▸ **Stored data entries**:
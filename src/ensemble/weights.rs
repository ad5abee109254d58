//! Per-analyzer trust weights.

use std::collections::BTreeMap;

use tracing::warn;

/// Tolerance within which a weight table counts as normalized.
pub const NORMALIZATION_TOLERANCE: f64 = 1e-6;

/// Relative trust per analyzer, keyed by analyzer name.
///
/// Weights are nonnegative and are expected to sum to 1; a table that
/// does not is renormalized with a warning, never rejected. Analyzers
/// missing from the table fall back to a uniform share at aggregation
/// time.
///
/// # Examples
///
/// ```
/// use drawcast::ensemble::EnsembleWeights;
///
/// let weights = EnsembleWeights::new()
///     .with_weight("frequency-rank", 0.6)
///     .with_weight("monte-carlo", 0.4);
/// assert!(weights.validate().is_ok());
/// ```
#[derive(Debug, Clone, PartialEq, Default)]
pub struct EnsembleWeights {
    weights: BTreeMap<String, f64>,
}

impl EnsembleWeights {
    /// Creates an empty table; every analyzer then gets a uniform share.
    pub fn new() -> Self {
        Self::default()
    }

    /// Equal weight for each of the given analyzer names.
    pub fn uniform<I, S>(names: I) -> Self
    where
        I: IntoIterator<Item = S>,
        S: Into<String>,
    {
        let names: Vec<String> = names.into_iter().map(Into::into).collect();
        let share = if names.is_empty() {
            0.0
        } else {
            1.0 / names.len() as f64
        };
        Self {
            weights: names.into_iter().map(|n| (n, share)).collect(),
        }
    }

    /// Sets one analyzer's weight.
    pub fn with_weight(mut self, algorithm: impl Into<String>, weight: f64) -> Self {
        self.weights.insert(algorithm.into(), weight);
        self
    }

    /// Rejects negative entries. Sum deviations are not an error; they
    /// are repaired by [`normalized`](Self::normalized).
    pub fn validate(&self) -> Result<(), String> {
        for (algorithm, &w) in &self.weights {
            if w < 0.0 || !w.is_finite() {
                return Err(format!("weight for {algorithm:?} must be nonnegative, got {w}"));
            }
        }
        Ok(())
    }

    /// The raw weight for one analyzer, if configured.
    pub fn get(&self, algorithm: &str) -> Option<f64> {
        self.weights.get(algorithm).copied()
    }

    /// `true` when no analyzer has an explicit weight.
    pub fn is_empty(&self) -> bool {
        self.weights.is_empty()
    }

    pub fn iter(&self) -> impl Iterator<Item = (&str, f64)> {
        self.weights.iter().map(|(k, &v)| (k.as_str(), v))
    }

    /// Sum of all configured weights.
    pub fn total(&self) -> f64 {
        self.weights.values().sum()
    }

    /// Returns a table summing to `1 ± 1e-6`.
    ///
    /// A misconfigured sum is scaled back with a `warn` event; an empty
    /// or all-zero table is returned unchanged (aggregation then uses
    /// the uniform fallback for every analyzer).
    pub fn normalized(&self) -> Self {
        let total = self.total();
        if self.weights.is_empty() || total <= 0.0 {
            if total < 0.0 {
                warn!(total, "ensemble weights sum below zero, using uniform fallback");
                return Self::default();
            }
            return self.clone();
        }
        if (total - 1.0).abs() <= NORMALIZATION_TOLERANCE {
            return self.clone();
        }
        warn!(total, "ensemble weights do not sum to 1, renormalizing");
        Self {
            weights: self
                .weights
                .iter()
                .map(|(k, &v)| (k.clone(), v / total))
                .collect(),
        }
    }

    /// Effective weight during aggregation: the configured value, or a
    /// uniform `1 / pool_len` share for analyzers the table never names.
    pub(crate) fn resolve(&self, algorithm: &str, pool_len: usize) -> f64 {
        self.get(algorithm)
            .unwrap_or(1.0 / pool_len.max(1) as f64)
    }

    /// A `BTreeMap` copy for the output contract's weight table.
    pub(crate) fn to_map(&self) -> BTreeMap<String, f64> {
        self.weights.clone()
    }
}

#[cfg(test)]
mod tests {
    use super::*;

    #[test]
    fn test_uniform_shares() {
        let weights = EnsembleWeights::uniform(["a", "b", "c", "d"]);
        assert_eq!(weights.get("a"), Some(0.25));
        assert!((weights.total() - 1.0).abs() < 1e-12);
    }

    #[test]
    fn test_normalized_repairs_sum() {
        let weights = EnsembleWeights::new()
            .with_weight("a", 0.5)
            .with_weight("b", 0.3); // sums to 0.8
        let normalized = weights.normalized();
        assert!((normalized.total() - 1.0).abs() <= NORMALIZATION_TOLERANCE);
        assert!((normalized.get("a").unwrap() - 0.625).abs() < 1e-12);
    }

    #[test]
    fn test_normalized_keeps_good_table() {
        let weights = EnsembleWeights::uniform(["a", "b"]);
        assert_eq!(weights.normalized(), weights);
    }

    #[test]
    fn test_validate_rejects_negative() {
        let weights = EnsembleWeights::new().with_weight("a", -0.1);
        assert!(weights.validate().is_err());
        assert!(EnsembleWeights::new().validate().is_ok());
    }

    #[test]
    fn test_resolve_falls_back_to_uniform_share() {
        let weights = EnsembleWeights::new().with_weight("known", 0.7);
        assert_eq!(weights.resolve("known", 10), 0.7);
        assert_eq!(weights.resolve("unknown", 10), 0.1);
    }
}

▸ **Aim of the exercise**:
Taking the entries above, write out exactly each line from the one holding "an error; they" to the one holding "pub fn total(&self)", both included, and stop there.

▸ **Written solution**:
    /// Rejects negative entries. Sum deviations are not an error; they
    /// are repaired by [`normalized`](Self::normalized).
    pub fn validate(&self) -> Result<(), String> {
        for (algorithm, &w) in &self.weights {
            if w < 0.0 || !w.is_finite() {
                return Err(format!("weight for {algorithm:?} must be nonnegative, got {w}"));
            }
        }
        Ok(())
    }

    /// The raw weight for one analyzer, if configured.
    pub fn get(&self, algorithm: &str) -> Option<f64> {
        self.weights.get(algorithm).copied()
    }

    /// `true` when no analyzer has an explicit weight.
    pub fn is_empty(&self) -> bool {
        self.weights.is_empty()
    }

    pub fn iter(&self) -> impl Iterator<Item = (&str, f64)> {
        self.weights.iter().map(|(k, &v)| (k.as_str(), v))
    }

    /// Sum of all configured weights.
    pub fn total(&self) -> f64 {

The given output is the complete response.